Neighborhood-based Bridge Node Centrality Tuple for Complex Network Analysis
Speaker: Natarajan Meghanathan, Jackson State University
Abstract: We define a bridge node to be a node whose neighbor nodes are sparsely connected and are likely to be part of different components/disjoint clusters if the node is removed from the network. We propose a computationally light Neighborhood-based Bridge Node Centrality (NBNC) tuple that could be used to identify the bridge nodes of a network as well as rank the nodes in a network based on their topological position to function as bridge nodes. The NBNC tuple for a node is asynchronously computed based on the neighborhood graph of the node that comprises the neighbors of the node as well as the vertices and the links connecting the neighbors as edges. The NBNC tuple for a node has three entries: the number of disjoint components in the neighborhood graph of the node, the algebraic connectivity ratio of the neighborhood graph of the node and the number of neighbors of the node. We analyze a suite of 50 complex real-world networks and evaluate the computational lightness, effectiveness, efficiency/accuracy, and uniqueness of the NBNC tuple vis-a-vis the existing bridgeness-related centrality metrics and the Louvain community detection algorithm. From a computational epidemiology point of view, the NBNC tuple could be used to effectively and efficiently identify bridge nodes that need to be vaccinated in a social network or organizational network to provide herd immunity to nodes that are not vaccinated.
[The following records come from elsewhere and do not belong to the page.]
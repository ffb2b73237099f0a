//! Capture-file management: the in-progress file and the dated output tree.
//!
//! The writer appends to a `.tmp`-suffixed file in the working directory and
//! only moves it into `out/yyyy/mm/dd/` on rotation or shutdown, so a file
//! with a final name is always complete. A leftover `.tmp` from a crash is
//! recovered by running [`finalize`] once at startup.

use std::fs::{self, File};
use std::io::{BufWriter, Write};
use std::path::{Path, PathBuf};

use chrono::{DateTime, Local};
use flate2::write::GzEncoder;
use flate2::Compression;
use pcap_file::pcap::{PcapHeader, PcapPacket, PcapWriter};
use pcap_file::{DataLink, Endianness, TsResolution};
use tracing::info;

use crate::capture::Frame;
use crate::error::WriterError;
use crate::FILE_SNAP_LEN;

fn file_header() -> PcapHeader {
    PcapHeader {
        version_major: 2,
        version_minor: 4,
        ts_correction: 0,
        ts_accuracy: 0,
        snaplen: FILE_SNAP_LEN,
        datalink: DataLink::ETHERNET,
        ts_resolution: TsResolution::MicroSecond,
        endianness: Endianness::native(),
    }
}

/// The open capture file, optionally wrapped in a gzip encoder.
pub enum Sink {
    Plain {
        path: PathBuf,
        writer: PcapWriter<BufWriter<File>>,
    },
    Gzip {
        path: PathBuf,
        writer: PcapWriter<GzEncoder<File>>,
    },
}

impl Sink {
    /// Append one frame at its captured length, preserving the capture
    /// timestamp.
    pub fn write_frame(&mut self, frame: &Frame) -> Result<(), WriterError> {
        let packet = PcapPacket::new(frame.ts, frame.orig_len, &frame.data);
        match self {
            Sink::Plain { path, writer } => writer
                .write_packet(&packet)
                .map_err(|e| WriterError::pcap(&*path, e)),
            Sink::Gzip { path, writer } => writer
                .write_packet(&packet)
                .map_err(|e| WriterError::pcap(&*path, e)),
        }?;
        Ok(())
    }

    /// Flush buffers (and finish the gzip stream) and close the file.
    pub fn close(self) -> Result<(), WriterError> {
        match self {
            Sink::Plain { path, writer } => writer
                .into_writer()
                .flush()
                .map_err(|e| WriterError::io(path, e)),
            Sink::Gzip { path, writer } => writer
                .into_writer()
                .finish()
                .map(drop)
                .map_err(|e| WriterError::io(path, e)),
        }
    }
}

fn sink_path(base: &Path, compress: bool) -> PathBuf {
    if compress {
        let mut name = base.as_os_str().to_os_string();
        name.push(".gz");
        PathBuf::from(name)
    } else {
        base.to_path_buf()
    }
}

/// Create the current file (suffix `.gz` when compressing), write the pcap
/// header (Ethernet link type, 65536 snap length) and return the sink.
pub fn open(base: &Path, compress: bool) -> Result<Sink, WriterError> {
    let path = sink_path(base, compress);
    info!("Opening new pcap file {}", path.display());
    let file = File::create(&path).map_err(|e| WriterError::io(&path, e))?;

    if compress {
        let encoder = GzEncoder::new(file, Compression::default());
        let writer =
            PcapWriter::with_header(encoder, file_header()).map_err(|e| WriterError::pcap(&path, e))?;
        Ok(Sink::Gzip { path, writer })
    } else {
        let writer = PcapWriter::with_header(BufWriter::new(file), file_header())
            .map_err(|e| WriterError::pcap(&path, e))?;
        Ok(Sink::Plain { path, writer })
    }
}

/// Move the current file into the dated tree as
/// `out_root/yyyy/mm/dd/yyyy-mm-ddThh-mm-ss.pcap[.gz]` (local time).
///
/// A missing source file is not an error: either nothing was ever written
/// (fresh boot) or the file was already rotated.
pub fn finalize(base: &Path, out_root: &Path, compress: bool) -> Result<(), WriterError> {
    finalize_at(base, out_root, compress, Local::now())
}

fn finalize_at(
    base: &Path,
    out_root: &Path,
    compress: bool,
    now: DateTime<Local>,
) -> Result<(), WriterError> {
    let suffix = if compress { ".pcap.gz" } else { ".pcap" };
    let dated = format!("{}{}", now.format("%Y/%m/%d/%Y-%m-%dT%H-%M-%S"), suffix);

    let source = sink_path(base, compress);
    let dest = out_root.join(dated);
    if let Some(parent) = dest.parent() {
        fs::create_dir_all(parent).map_err(|e| WriterError::io(parent, e))?;
    }

    match fs::rename(&source, &dest) {
        Ok(()) => {
            info!("Moved {} to {}", source.display(), dest.display());
            Ok(())
        }
        Err(e) if e.kind() == std::io::ErrorKind::NotFound => Ok(()),
        Err(e) => Err(WriterError::io(source, e)),
    }
}
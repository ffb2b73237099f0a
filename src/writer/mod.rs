//! Single consumer of every worker's frames.
//!
//! The writer owns the capture file outright. Its event loop multiplexes
//! three inputs: the frame queue, a rotation ticker, and the shutdown
//! channel fed by the signal handler. Any IO failure is fatal - recording
//! silently incomplete data would mislead whoever reads the captures.

pub mod files;

use std::path::PathBuf;
use std::time::Duration;

use crossbeam_channel::{select, tick, Receiver};
use tracing::info;

use crate::capture::Frame;
use crate::error::WriterError;

pub struct Writer {
    current: PathBuf,
    out_root: PathBuf,
    compress: bool,
    rotation_interval: Duration,
}

impl Writer {
    pub fn new(
        current: PathBuf,
        out_root: PathBuf,
        compress: bool,
        rotation_interval: Duration,
    ) -> Self {
        Self {
            current,
            out_root,
            compress,
            rotation_interval,
        }
    }

    /// Drain frames until a shutdown signal arrives or every worker has
    /// hung up. Starts by finalizing any current file a previous run left
    /// behind, so no `.tmp` survives a crash unrecovered.
    pub fn run(&self, frames: Receiver<Frame>, shutdown: Receiver<()>) -> Result<(), WriterError> {
        files::finalize(&self.current, &self.out_root, self.compress)?;

        let mut sink = files::open(&self.current, self.compress)?;
        let rotation = tick(self.rotation_interval);

        loop {
            select! {
                recv(frames) -> frame => match frame {
                    Ok(frame) => {
                        if let Err(e) = sink.write_frame(&frame) {
                            let _ = sink.close();
                            return Err(e);
                        }
                    }
                    Err(_) => {
                        info!("All capture workers stopped, finalizing");
                        sink.close()?;
                        return files::finalize(&self.current, &self.out_root, self.compress);
                    }
                },
                recv(rotation) -> _ => {
                    info!("Rotating capture file");
                    sink.close()?;
                    files::finalize(&self.current, &self.out_root, self.compress)?;
                    sink = files::open(&self.current, self.compress)?;
                },
                recv(shutdown) -> _ => {
                    info!("Shutdown signal received, finalizing");
                    sink.close()?;
                    return files::finalize(&self.current, &self.out_root, self.compress);
                },
            }
        }
    }
}

#[cfg(test)]
mod tests {
    use super::files::tests::{frame, read_tree};
    use super::*;
    use crossbeam_channel::{bounded, unbounded, Sender};
    use std::thread;
    use std::time::{SystemTime, UNIX_EPOCH};
    use tempfile::TempDir;

    struct Harness {
        dir: TempDir,
        frames: Sender<Frame>,
        shutdown: Sender<()>,
        handle: thread::JoinHandle<Result<(), WriterError>>,
    }

    /// Dated file names have one-second granularity; start runs right after
    /// a second boundary so sub-second test timelines land in predictable
    /// seconds and never collide.
    fn align_to_second_start() {
        let now = SystemTime::now().duration_since(UNIX_EPOCH).unwrap();
        let ms = now.subsec_millis() as u64;
        if ms > 100 {
            thread::sleep(Duration::from_millis(1050 - ms));
        }
    }

    fn start_writer(rotation_interval: Duration) -> Harness {
        let dir = TempDir::new().unwrap();
        let writer = Writer::new(
            dir.path().join("eth0_current.pcap.tmp"),
            dir.path().join("out"),
            false,
            rotation_interval,
        );
        let (frame_tx, frame_rx) = bounded(10_000);
        let (shutdown_tx, shutdown_rx) = unbounded();
        let handle = thread::spawn(move || writer.run(frame_rx, shutdown_rx));
        Harness {
            dir,
            frames: frame_tx,
            shutdown: shutdown_tx,
            handle,
        }
    }

    #[test]
    fn shutdown_finalizes_the_current_file() {
        let h = start_writer(Duration::from_secs(300));

        h.frames.send(frame(b"one")).unwrap();
        h.frames.send(frame(b"two")).unwrap();
        thread::sleep(Duration::from_millis(100));
        h.shutdown.send(()).unwrap();
        h.handle.join().unwrap().unwrap();

        assert!(!h.dir.path().join("eth0_current.pcap.tmp").exists());
        let tree = read_tree(&h.dir.path().join("out"));
        assert_eq!(tree.len(), 1);
        assert_eq!(tree[0].1, vec![b"one".to_vec(), b"two".to_vec()]);
    }

    #[test]
    fn all_workers_gone_is_a_clean_exit() {
        let h = start_writer(Duration::from_secs(300));

        h.frames.send(frame(b"last")).unwrap();
        drop(h.frames);
        h.handle.join().unwrap().unwrap();

        let tree = read_tree(&h.dir.path().join("out"));
        assert_eq!(tree.len(), 1);
        assert_eq!(tree[0].1, vec![b"last".to_vec()]);
    }

    #[test]
    fn rotation_tick_moves_frames_into_the_tree_and_keeps_accepting() {
        align_to_second_start();
        let h = start_writer(Duration::from_millis(1300));

        for _ in 0..5 {
            h.frames.send(frame(b"first-file")).unwrap();
        }
        // Tick fires at ~1.3s into second N+1; shutdown lands in second N+2.
        thread::sleep(Duration::from_millis(1500));
        for _ in 0..5 {
            h.frames.send(frame(b"second-file")).unwrap();
        }
        thread::sleep(Duration::from_millis(700));
        h.shutdown.send(()).unwrap();
        h.handle.join().unwrap().unwrap();

        let tree = read_tree(&h.dir.path().join("out"));
        assert_eq!(tree.len(), 2);
        let total: usize = tree.iter().map(|(_, frames)| frames.len()).sum();
        assert_eq!(total, 10);
        assert_eq!(tree[0].1, vec![b"first-file".to_vec(); 5]);
        assert_eq!(tree[1].1, vec![b"second-file".to_vec(); 5]);
        assert!(!h.dir.path().join("eth0_current.pcap.tmp").exists());
    }

    #[test]
    fn stale_current_file_is_recovered_before_new_frames() {
        align_to_second_start();
        let dir = TempDir::new().unwrap();
        let current = dir.path().join("eth0_current.pcap.tmp");

        // A previous run crashed mid-capture.
        let mut sink = files::open(&current, false).unwrap();
        sink.write_frame(&frame(b"stale")).unwrap();
        sink.close().unwrap();

        let writer = Writer::new(
            current.clone(),
            dir.path().join("out"),
            false,
            Duration::from_secs(300),
        );
        let (frame_tx, frame_rx) = bounded::<Frame>(16);
        let (shutdown_tx, shutdown_rx) = unbounded();
        let handle = thread::spawn(move || writer.run(frame_rx, shutdown_rx));

        frame_tx.send(frame(b"fresh")).unwrap();
        // Push the shutdown finalize into the next wall-clock second so the
        // recovered file is not overwritten.
        thread::sleep(Duration::from_millis(1200));
        shutdown_tx.send(()).unwrap();
        handle.join().unwrap().unwrap();

        let tree = read_tree(&dir.path().join("out"));
        assert_eq!(tree.len(), 2);
        assert_eq!(tree[0].1, vec![b"stale".to_vec()]);
        assert_eq!(tree[1].1, vec![b"fresh".to_vec()]);
        assert!(!current.exists());
    }
}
Bio: Dr. Natarajan Meghanathan is a tenured Full Professor of Computer Science at Jackson State University, Jackson, Mississippi. He graduated with a Ph.D. in Computer Science from the University of Texas at Dallas in May 2005. Dr. Meghanathan has published more than 150 peer-reviewed articles (with more than half of them as journal publications). He has also received federal education and research grants from the U.S. National Science Foundation, Army Research Lab, and Air Force Research Lab. Dr. Meghanathan has been serving on the editorial board of several international journals and the Technical Program Committees and Organization Committees of several international conferences. His research interests are Wireless Ad hoc Networks and Sensor Networks, Systems and Software Security, Graph Theory Algorithms, Machine Learning, Cloud Computing, and Computational Biology.